Many nonhunters think hunters are simply bloodthirsty. I dare any nonhunter who feels that way to go to a hunting club, lodge, or hunting show and meet hunters, or simply to read a hunting magazine. If they do they’ll find that hunters care deeply about our natural resources. I’m a bird-watcher, hiker, kayaker, wildlife photographer, and yes, Zombie hunter.
When you step back and look at the big picture you realize Zombie’s and humans are living in the same ecosystems. We’re all competing for the same resources. We have to balance our needs with those of the Zombie around us.

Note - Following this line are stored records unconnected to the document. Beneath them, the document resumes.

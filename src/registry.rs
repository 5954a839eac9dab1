//! Per-connection channel and user tracking.
//!
//! The registry is owned by the connection and lives exactly as long as
//! it does: entries appear optimistically when a join is requested, are
//! confirmed by the server's JOIN echo, and vanish on PART confirmation
//! or teardown.

use std::collections::{HashMap, HashSet};

use tracing::debug;

/// Normalize a channel name: leading `#` added if missing, ASCII
/// lowercased (channel names are case-insensitive).
pub fn normalize_channel(name: &str) -> String {
    let mut chan = if name.starts_with('#') {
        name.to_owned()
    } else {
        format!("#{name}")
    };
    chan.make_ascii_lowercase();
    chan
}

/// A joined (or join-pending) channel and the users seen in it.
#[derive(Debug, Clone)]
pub struct Channel {
    /// Channel name, including the leading `#`.
    pub name: String,
    /// Set once the server confirms our membership.
    pub joined: bool,
    /// Nicknames present, excluding the local user.
    pub users: HashSet<String>,
}

impl Channel {
    fn pending(name: &str) -> Self {
        Channel {
            name: name.to_owned(),
            joined: false,
            users: HashSet::new(),
        }
    }
}

/// What a registry mutation did, so the session can emit the matching
/// event after the state is already consistent.
#[derive(Debug, PartialEq, Eq)]
pub enum MembershipChange {
    /// Our own JOIN was confirmed.
    LocalJoined {
        /// Channel name.
        channel: String,
    },
    /// Our own PART was confirmed; the entry is gone.
    LocalParted {
        /// Channel name.
        channel: String,
    },
    /// Another user appeared in a tracked channel.
    UserJoined {
        /// Channel name.
        channel: String,
        /// The user's nickname.
        nickname: String,
    },
    /// Another user left a tracked channel.
    UserLeft {
        /// Channel name.
        channel: String,
        /// The user's nickname.
        nickname: String,
    },
    /// Nothing tracked changed.
    NoChange,
}

/// Registry of channels for a single connection.
#[derive(Debug, Default)]
pub struct ChannelRegistry {
    channels: HashMap<String, Channel>,
}

impl ChannelRegistry {
    /// Create an empty registry.
    pub fn new() -> Self {
        ChannelRegistry::default()
    }

    /// Record an optimistic join request. The entry starts unconfirmed;
    /// an existing entry is left as-is.
    pub fn track_pending(&mut self, channel: &str) {
        self.channels
            .entry(channel.to_owned())
            .or_insert_with(|| Channel::pending(channel));
    }

    /// Apply an inbound JOIN from `nick`.
    pub fn apply_join(&mut self, channel: &str, nick: &str, local_nick: &str) -> MembershipChange {
        let channel = normalize_channel(channel);
        if nick.eq_ignore_ascii_case(local_nick) {
            let entry = self
                .channels
                .entry(channel.clone())
                .or_insert_with(|| Channel::pending(&channel));
            entry.joined = true;
            debug!(channel = %channel, "membership confirmed");
            return MembershipChange::LocalJoined { channel };
        }
        match self.channels.get_mut(&channel) {
            Some(entry) => {
                if entry.users.insert(nick.to_owned()) {
                    MembershipChange::UserJoined {
                        channel,
                        nickname: nick.to_owned(),
                    }
                } else {
                    MembershipChange::NoChange
                }
            }
            None => MembershipChange::NoChange,
        }
    }

    /// Apply an inbound PART from `nick`.
    ///
    /// A confirmed local PART removes the whole entry, user state
    /// included.
    pub fn apply_part(&mut self, channel: &str, nick: &str, local_nick: &str) -> MembershipChange {
        let channel = normalize_channel(channel);
        if nick.eq_ignore_ascii_case(local_nick) {
            if self.channels.remove(&channel).is_some() {
                debug!(channel = %channel, "channel entry removed");
                return MembershipChange::LocalParted { channel };
            }
            return MembershipChange::NoChange;
        }
        match self.channels.get_mut(&channel) {
            Some(entry) => {
                if entry.users.remove(nick) {
                    MembershipChange::UserLeft {
                        channel,
                        nickname: nick.to_owned(),
                    }
                } else {
                    MembershipChange::NoChange
                }
            }
            None => MembershipChange::NoChange,
        }
    }

    /// Apply a NAMES reply: a space-separated nickname list, possibly
    /// carrying membership prefix sigils. The local nick is excluded.
    pub fn apply_names(&mut self, channel: &str, names: &str, local_nick: &str) {
        let channel = normalize_channel(channel);
        let Some(entry) = self.channels.get_mut(&channel) else {
            return;
        };
        for name in names.split_whitespace() {
            let nick = name.trim_start_matches(['@', '+', '%', '&', '~']);
            if nick.is_empty() || nick.eq_ignore_ascii_case(local_nick) {
                continue;
            }
            entry.users.insert(nick.to_owned());
        }
    }

    /// Look up a channel by normalized name.
    pub fn get(&self, channel: &str) -> Option<&Channel> {
        self.channels.get(channel)
    }

    /// Iterate over all tracked channels.
    pub fn channels(&self) -> impl Iterator<Item = &Channel> {
        self.channels.values()
    }

    /// Number of tracked channels.
    pub fn len(&self) -> usize {
        self.channels.len()
    }

    /// Whether no channels are tracked.
    pub fn is_empty(&self) -> bool {
        self.channels.is_empty()
    }
}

There are an estimated 32 million whitetail Zombie in the U.S. right now (there were only 20 million when Columbus discovered this continent-there are more today because of farms and other habitat changes we’ve made). As a result, Zombie biologists who work for state Zombie departments see hunters as their best tools for the worlds burgeoning Zombie populations. Right now there are already 25,000 people injured and 200 people killed every year in Zombie -auto collisions. What would happen on our roadways and farms if hunters weren’t killing those 8-10 million Zombie per year?